## Description of the task
Your answer must consist of every line from the data below that includes the word "Debug".

(Beginning of Given data)

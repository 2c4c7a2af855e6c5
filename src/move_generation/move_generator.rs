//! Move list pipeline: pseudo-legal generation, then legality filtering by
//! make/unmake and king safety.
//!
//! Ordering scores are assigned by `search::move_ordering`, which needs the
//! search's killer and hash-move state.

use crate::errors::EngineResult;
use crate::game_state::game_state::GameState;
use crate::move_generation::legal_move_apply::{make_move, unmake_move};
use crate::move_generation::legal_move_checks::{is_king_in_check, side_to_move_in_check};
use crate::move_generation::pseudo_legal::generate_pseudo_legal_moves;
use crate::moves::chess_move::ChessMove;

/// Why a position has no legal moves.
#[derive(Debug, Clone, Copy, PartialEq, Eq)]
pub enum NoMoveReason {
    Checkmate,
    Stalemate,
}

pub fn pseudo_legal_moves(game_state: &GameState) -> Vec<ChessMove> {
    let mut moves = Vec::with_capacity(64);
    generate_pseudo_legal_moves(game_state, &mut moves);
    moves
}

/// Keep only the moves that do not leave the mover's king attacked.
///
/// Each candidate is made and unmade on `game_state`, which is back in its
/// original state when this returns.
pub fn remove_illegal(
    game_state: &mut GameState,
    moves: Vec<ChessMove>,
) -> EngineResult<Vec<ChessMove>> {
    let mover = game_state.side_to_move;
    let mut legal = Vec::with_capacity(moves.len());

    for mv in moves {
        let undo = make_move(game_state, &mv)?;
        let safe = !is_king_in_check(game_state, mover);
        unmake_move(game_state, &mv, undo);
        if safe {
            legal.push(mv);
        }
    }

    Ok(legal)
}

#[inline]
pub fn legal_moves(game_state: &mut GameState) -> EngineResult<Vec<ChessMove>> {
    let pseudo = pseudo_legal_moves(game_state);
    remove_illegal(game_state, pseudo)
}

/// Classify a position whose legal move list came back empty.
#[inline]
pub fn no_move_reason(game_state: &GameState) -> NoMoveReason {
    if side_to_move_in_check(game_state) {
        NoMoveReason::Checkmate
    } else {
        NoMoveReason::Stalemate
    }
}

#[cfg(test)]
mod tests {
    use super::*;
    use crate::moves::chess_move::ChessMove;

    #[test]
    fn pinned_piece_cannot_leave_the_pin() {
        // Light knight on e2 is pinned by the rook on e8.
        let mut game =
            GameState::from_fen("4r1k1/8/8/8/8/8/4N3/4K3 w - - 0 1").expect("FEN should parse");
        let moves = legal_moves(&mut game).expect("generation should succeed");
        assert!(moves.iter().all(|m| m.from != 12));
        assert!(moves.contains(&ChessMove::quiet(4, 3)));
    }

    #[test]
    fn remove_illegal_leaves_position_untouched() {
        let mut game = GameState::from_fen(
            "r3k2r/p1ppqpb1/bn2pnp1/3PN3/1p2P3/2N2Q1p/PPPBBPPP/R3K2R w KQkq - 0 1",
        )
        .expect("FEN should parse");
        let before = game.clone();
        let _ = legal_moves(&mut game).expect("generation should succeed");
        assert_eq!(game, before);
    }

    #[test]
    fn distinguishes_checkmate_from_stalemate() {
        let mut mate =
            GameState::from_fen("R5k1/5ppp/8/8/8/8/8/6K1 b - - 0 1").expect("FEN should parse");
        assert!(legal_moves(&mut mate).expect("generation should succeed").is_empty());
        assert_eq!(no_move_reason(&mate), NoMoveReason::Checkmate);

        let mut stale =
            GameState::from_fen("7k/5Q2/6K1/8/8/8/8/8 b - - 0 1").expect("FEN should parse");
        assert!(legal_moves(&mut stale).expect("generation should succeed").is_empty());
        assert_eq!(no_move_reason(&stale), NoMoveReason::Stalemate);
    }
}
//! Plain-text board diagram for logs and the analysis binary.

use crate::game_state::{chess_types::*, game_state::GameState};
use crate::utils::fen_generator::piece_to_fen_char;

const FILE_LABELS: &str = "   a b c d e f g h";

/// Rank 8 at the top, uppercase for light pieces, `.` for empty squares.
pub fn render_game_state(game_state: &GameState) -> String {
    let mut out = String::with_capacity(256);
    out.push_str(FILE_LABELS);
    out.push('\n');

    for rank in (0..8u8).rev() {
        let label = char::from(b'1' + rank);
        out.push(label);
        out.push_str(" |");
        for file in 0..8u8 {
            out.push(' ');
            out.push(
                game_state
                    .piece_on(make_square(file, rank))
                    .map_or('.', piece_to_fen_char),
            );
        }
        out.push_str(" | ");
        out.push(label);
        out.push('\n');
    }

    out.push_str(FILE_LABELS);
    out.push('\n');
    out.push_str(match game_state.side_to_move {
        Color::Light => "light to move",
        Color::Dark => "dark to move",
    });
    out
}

(End of Given data)
(Beginning of Given data)

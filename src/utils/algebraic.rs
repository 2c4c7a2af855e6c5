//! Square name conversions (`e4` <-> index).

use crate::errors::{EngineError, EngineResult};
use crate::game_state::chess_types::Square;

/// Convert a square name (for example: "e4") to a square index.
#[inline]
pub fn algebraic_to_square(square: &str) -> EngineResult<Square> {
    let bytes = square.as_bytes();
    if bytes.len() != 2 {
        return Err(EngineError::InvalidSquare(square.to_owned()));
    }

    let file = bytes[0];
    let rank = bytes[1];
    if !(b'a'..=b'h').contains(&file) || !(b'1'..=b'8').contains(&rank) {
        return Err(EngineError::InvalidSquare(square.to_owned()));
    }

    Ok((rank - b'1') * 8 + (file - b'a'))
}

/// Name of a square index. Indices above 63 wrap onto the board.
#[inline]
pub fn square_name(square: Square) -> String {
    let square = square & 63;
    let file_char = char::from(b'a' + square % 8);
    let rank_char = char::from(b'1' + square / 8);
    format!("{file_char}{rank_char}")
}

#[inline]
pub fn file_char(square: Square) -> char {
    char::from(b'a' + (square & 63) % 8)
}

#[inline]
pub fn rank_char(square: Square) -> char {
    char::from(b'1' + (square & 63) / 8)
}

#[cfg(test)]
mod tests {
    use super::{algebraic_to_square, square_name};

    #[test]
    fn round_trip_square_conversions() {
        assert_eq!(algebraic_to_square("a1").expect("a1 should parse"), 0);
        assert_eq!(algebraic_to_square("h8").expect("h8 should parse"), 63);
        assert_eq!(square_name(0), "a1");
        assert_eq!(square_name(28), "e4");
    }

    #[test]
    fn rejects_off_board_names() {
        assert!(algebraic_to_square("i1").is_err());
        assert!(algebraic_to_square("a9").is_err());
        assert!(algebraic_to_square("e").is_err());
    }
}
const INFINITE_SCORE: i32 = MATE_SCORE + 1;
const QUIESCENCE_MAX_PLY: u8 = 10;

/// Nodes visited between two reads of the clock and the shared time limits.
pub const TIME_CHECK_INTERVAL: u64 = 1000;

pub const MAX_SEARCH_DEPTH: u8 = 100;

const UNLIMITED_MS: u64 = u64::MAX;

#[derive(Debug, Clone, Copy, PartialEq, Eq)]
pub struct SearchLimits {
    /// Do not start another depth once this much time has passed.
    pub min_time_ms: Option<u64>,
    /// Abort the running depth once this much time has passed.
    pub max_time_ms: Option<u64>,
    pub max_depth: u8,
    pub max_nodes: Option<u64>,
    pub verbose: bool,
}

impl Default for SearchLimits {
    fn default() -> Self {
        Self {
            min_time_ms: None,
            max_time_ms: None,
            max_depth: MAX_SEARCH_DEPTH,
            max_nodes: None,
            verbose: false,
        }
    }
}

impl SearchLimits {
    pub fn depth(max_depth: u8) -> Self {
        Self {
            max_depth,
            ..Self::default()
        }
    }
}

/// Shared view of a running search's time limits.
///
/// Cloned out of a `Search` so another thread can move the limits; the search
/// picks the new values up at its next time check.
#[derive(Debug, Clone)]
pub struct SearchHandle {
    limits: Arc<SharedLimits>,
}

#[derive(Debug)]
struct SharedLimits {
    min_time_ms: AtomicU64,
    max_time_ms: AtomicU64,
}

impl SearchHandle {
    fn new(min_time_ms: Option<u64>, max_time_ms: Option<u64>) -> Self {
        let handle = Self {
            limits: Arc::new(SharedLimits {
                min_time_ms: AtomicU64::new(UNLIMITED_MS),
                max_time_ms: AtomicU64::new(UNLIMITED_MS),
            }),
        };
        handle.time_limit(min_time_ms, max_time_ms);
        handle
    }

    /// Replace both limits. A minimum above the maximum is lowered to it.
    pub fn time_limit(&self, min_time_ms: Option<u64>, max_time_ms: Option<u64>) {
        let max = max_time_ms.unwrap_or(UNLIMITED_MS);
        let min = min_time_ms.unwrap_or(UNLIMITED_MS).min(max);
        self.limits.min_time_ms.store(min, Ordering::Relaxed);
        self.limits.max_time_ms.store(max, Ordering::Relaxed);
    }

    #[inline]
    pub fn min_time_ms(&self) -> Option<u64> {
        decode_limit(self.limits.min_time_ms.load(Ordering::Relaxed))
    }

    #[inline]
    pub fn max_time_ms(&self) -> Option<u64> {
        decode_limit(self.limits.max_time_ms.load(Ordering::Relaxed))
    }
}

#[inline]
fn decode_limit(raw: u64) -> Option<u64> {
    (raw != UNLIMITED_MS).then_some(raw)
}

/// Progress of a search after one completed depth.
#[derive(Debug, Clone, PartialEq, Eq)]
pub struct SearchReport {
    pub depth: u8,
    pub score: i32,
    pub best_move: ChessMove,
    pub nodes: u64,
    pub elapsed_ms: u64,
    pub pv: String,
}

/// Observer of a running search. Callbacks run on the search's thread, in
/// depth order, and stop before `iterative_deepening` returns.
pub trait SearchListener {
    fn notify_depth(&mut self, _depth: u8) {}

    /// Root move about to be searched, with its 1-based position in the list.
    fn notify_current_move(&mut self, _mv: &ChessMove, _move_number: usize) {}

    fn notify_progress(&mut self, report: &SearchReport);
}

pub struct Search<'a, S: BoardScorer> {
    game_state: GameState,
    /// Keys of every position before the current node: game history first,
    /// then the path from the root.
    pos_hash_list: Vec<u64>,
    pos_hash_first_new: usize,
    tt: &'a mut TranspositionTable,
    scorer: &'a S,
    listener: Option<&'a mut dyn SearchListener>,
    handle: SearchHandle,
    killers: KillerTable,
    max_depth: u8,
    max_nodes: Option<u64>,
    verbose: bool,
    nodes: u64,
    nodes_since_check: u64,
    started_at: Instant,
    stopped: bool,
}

(End of Given data)

## Exercise output
#[derive(Debug, Clone, Copy, PartialEq, Eq)]
#[derive(Debug, Clone, Copy, PartialEq, Eq)]
#[derive(Debug, Clone)]
#[derive(Debug)]
#[derive(Debug, Clone, PartialEq, Eq)]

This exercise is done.